Problem requirements => What follows is a block of records; restate each one word for word.
==============================
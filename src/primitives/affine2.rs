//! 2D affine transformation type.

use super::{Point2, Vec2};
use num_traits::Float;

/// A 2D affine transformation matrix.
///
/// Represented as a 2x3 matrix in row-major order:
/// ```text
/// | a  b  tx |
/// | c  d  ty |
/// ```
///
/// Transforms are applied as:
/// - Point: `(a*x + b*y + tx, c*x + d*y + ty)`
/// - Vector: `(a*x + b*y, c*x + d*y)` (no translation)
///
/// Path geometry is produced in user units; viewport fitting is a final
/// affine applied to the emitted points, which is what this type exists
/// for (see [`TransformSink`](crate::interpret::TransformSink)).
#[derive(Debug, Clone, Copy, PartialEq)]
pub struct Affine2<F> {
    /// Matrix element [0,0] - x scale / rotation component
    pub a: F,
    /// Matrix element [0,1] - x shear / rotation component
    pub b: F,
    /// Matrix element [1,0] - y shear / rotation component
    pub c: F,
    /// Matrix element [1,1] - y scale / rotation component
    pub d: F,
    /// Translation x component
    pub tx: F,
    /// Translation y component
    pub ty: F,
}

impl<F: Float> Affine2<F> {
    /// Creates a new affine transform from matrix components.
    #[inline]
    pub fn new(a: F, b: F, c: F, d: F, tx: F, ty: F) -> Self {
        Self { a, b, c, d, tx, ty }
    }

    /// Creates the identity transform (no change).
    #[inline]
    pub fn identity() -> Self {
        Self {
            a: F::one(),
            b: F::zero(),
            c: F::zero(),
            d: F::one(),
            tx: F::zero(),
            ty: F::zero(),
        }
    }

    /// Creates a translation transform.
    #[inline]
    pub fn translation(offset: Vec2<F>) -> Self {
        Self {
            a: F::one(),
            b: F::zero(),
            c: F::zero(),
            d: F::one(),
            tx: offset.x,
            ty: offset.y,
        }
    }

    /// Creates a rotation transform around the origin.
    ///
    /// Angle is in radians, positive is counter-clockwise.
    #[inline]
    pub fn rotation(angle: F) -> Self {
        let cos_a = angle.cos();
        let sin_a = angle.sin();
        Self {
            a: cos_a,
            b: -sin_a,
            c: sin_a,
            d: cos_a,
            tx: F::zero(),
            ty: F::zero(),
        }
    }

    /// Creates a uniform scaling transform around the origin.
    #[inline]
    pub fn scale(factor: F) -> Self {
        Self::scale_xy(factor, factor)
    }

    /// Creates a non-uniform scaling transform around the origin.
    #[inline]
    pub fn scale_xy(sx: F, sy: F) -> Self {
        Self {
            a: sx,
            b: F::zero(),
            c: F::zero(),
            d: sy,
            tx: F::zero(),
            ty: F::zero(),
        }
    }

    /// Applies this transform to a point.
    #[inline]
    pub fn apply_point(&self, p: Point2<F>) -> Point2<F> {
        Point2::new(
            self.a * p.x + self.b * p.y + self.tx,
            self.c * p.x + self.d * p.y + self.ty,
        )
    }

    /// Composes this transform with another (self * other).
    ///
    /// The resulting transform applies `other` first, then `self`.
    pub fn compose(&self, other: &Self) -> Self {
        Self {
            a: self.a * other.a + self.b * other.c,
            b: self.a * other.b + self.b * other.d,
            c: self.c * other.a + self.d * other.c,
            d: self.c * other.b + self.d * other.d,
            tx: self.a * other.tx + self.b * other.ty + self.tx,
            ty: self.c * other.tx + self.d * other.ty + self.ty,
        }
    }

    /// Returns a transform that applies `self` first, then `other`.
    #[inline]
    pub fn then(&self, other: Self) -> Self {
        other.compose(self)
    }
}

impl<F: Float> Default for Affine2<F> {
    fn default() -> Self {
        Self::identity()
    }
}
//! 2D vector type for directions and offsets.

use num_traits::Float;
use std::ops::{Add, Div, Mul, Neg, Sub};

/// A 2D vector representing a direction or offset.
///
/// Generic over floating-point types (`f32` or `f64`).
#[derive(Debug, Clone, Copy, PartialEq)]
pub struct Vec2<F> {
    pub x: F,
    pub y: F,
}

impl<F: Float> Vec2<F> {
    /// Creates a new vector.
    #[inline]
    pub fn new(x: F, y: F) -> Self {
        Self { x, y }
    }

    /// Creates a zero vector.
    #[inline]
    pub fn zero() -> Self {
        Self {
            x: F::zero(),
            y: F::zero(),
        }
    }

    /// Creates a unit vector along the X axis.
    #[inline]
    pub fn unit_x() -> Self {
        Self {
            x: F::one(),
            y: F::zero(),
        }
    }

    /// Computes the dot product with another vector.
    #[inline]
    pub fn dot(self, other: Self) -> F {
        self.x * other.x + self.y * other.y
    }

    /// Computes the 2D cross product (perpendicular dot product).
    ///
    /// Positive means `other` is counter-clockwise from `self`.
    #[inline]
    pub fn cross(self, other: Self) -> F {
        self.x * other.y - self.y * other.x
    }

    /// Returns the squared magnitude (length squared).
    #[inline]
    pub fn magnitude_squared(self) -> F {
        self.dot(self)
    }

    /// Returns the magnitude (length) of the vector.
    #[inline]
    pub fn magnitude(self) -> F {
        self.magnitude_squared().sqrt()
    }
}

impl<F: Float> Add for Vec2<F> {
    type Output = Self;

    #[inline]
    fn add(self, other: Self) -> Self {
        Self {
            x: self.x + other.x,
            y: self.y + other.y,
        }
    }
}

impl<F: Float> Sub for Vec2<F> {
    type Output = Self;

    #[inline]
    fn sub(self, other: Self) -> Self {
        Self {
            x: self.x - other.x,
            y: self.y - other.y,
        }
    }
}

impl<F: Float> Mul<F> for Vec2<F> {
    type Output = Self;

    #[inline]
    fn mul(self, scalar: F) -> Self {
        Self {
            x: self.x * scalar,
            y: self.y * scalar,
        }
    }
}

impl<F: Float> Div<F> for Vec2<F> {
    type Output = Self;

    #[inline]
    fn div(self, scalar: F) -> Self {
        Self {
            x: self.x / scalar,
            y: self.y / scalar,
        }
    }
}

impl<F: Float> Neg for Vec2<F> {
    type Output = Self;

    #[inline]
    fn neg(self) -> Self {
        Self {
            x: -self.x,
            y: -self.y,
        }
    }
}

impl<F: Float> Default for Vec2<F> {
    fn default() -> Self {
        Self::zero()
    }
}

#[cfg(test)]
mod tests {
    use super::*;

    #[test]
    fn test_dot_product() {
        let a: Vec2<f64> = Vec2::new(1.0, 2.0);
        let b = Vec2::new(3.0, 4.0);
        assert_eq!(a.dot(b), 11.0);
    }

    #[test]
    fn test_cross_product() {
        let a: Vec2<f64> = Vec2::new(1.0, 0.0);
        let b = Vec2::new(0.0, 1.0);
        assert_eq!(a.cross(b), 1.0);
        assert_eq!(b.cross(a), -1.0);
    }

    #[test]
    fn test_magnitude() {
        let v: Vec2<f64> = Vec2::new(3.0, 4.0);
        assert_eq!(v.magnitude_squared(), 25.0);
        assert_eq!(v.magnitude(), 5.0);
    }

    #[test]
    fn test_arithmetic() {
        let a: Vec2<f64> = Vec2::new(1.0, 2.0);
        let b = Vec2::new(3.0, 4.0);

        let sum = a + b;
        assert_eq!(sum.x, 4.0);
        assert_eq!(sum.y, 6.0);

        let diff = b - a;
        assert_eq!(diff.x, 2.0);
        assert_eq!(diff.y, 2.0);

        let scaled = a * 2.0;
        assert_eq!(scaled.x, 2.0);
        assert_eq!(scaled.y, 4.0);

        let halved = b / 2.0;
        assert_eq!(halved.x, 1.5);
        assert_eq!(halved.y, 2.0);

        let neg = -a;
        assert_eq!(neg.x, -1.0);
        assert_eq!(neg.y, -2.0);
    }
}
==============================
Task output =>
filename src/primitives/affine2.rs
//! 2D affine transformation type.

use super::{Point2, Vec2};
use num_traits::Float;

/// A 2D affine transformation matrix.
///
/// Represented as a 2x3 matrix in row-major order:
/// ```text
/// | a  b  tx |
/// | c  d  ty |
/// ```
///
/// Transforms are applied as:
/// - Point: `(a*x + b*y + tx, c*x + d*y + ty)`
/// - Vector: `(a*x + b*y, c*x + d*y)` (no translation)
///
/// Path geometry is produced in user units; viewport fitting is a final
/// affine applied to the emitted points, which is what this type exists
/// for (see [`TransformSink`](crate::interpret::TransformSink)).
#[derive(Debug, Clone, Copy, PartialEq)]
pub struct Affine2<F> {
    /// Matrix element [0,0] - x scale / rotation component
    pub a: F,
    /// Matrix element [0,1] - x shear / rotation component
    pub b: F,
    /// Matrix element [1,0] - y shear / rotation component
    pub c: F,
    /// Matrix element [1,1] - y scale / rotation component
    pub d: F,
    /// Translation x component
    pub tx: F,
    /// Translation y component
    pub ty: F,
}

impl<F: Float> Affine2<F> {
    /// Creates a new affine transform from matrix components.
    #[inline]
    pub fn new(a: F, b: F, c: F, d: F, tx: F, ty: F) -> Self {
        Self { a, b, c, d, tx, ty }
    }

    /// Creates the identity transform (no change).
    #[inline]
    pub fn identity() -> Self {
        Self {
            a: F::one(),
            b: F::zero(),
            c: F::zero(),
            d: F::one(),
            tx: F::zero(),
            ty: F::zero(),
        }
    }

    /// Creates a translation transform.
    #[inline]
    pub fn translation(offset: Vec2<F>) -> Self {
        Self {
            a: F::one(),
            b: F::zero(),
            c: F::zero(),
            d: F::one(),
            tx: offset.x,
            ty: offset.y,
        }
    }

    /// Creates a rotation transform around the origin.
    ///
    /// Angle is in radians, positive is counter-clockwise.
    #[inline]
    pub fn rotation(angle: F) -> Self {
        let cos_a = angle.cos();
        let sin_a = angle.sin();
        Self {
            a: cos_a,
            b: -sin_a,
            c: sin_a,
            d: cos_a,
            tx: F::zero(),
            ty: F::zero(),
        }
    }

    /// Creates a uniform scaling transform around the origin.
    #[inline]
    pub fn scale(factor: F) -> Self {
        Self::scale_xy(factor, factor)
    }

    /// Creates a non-uniform scaling transform around the origin.
    #[inline]
    pub fn scale_xy(sx: F, sy: F) -> Self {
        Self {
            a: sx,
            b: F::zero(),
            c: F::zero(),
            d: sy,
            tx: F::zero(),
            ty: F::zero(),
        }
    }

    /// Applies this transform to a point.
    #[inline]
    pub fn apply_point(&self, p: Point2<F>) -> Point2<F> {
        Point2::new(
            self.a * p.x + self.b * p.y + self.tx,
            self.c * p.x + self.d * p.y + self.ty,
        )
    }

    /// Composes this transform with another (self * other).
    ///
    /// The resulting transform applies `other` first, then `self`.
    pub fn compose(&self, other: &Self) -> Self {
        Self {
            a: self.a * other.a + self.b * other.c,
            b: self.a * other.b + self.b * other.d,
            c: self.c * other.a + self.d * other.c,
            d: self.c * other.b + self.d * other.d,
            tx: self.a * other.tx + self.b * other.ty + self.tx,
            ty: self.c * other.tx + self.d * other.ty + self.ty,
        }
    }

    /// Returns a transform that applies `self` first, then `other`.
    #[inline]
    pub fn then(&self, other: Self) -> Self {
        other.compose(self)
    }
}

impl<F: Float> Default for Affine2<F> {
    fn default() -> Self {
        Self::identity()
    }
}
//! 2D vector type for directions and offsets.

use num_traits::Float;
use std::ops::{Add, Div, Mul, Neg, Sub};

/// A 2D vector representing a direction or offset.
///
/// Generic over floating-point types (`f32` or `f64`).
#[derive(Debug, Clone, Copy, PartialEq)]
pub struct Vec2<F> {
    pub x: F,
    pub y: F,
}

impl<F: Float> Vec2<F> {
    /// Creates a new vector.
    #[inline]
    pub fn new(x: F, y: F) -> Self {
        Self { x, y }
    }

    /// Creates a zero vector.
    #[inline]
    pub fn zero() -> Self {
        Self {
            x: F::zero(),
            y: F::zero(),
        }
    }

    /// Creates a unit vector along the X axis.
    #[inline]
    pub fn unit_x() -> Self {
        Self {
            x: F::one(),
            y: F::zero(),
        }
    }

    /// Computes the dot product with another vector.
    #[inline]
    pub fn dot(self, other: Self) -> F {
        self.x * other.x + self.y * other.y
    }

    /// Computes the 2D cross product (perpendicular dot product).
    ///
    /// Positive means `other` is counter-clockwise from `self`.
    #[inline]
    pub fn cross(self, other: Self) -> F {
        self.x * other.y - self.y * other.x
    }

    /// Returns the squared magnitude (length squared).
    #[inline]
    pub fn magnitude_squared(self) -> F {
        self.dot(self)
    }

    /// Returns the magnitude (length) of the vector.
    #[inline]
    pub fn magnitude(self) -> F {
        self.magnitude_squared().sqrt()
    }
}

impl<F: Float> Add for Vec2<F> {
    type Output = Self;

    #[inline]
    fn add(self, other: Self) -> Self {
        Self {
            x: self.x + other.x,
            y: self.y + other.y,
        }
    }
}

impl<F: Float> Sub for Vec2<F> {
    type Output = Self;

    #[inline]
    fn sub(self, other: Self) -> Self {
        Self {
            x: self.x - other.x,
            y: self.y - other.y,
        }
    }
}

impl<F: Float> Mul<F> for Vec2<F> {
    type Output = Self;

    #[inline]
    fn mul(self, scalar: F) -> Self {
        Self {
            x: self.x * scalar,
            y: self.y * scalar,
        }
    }
}

impl<F: Float> Div<F> for Vec2<F> {
    type Output = Self;

    #[inline]
    fn div(self, scalar: F) -> Self {
        Self {
            x: self.x / scalar,
            y: self.y / scalar,
        }
    }
}

impl<F: Float> Neg for Vec2<F> {
    type Output = Self;

    #[inline]
    fn neg(self) -> Self {
        Self {
            x: -self.x,
            y: -self.y,
        }
    }
}

impl<F: Float> Default for Vec2<F> {
    fn default() -> Self {
        Self::zero()
    }
}

#[cfg(test)]
mod tests {
    use super::*;

    #[test]
    fn test_dot_product() {
        let a: Vec2<f64> = Vec2::new(1.0, 2.0);
        let b = Vec2::new(3.0, 4.0);
        assert_eq!(a.dot(b), 11.0);
    }

    #[test]
    fn test_cross_product() {
        let a: Vec2<f64> = Vec2::new(1.0, 0.0);
        let b = Vec2::new(0.0, 1.0);
        assert_eq!(a.cross(b), 1.0);
        assert_eq!(b.cross(a), -1.0);
    }

    #[test]
    fn test_magnitude() {
        let v: Vec2<f64> = Vec2::new(3.0, 4.0);
        assert_eq!(v.magnitude_squared(), 25.0);
        assert_eq!(v.magnitude(), 5.0);
    }

    #[test]
    fn test_arithmetic() {
        let a: Vec2<f64> = Vec2::new(1.0, 2.0);
        let b = Vec2::new(3.0, 4.0);

        let sum = a + b;
        assert_eq!(sum.x, 4.0);
        assert_eq!(sum.y, 6.0);

        let diff = b - a;
        assert_eq!(diff.x, 2.0);
        assert_eq!(diff.y, 2.0);

        let scaled = a * 2.0;
        assert_eq!(scaled.x, 2.0);
        assert_eq!(scaled.y, 4.0);

        let halved = b / 2.0;
        assert_eq!(halved.x, 1.5);
        assert_eq!(halved.y, 2.0);

        let neg = -a;
        assert_eq!(neg.x, -1.0);
        assert_eq!(neg.y, -2.0);
    }
}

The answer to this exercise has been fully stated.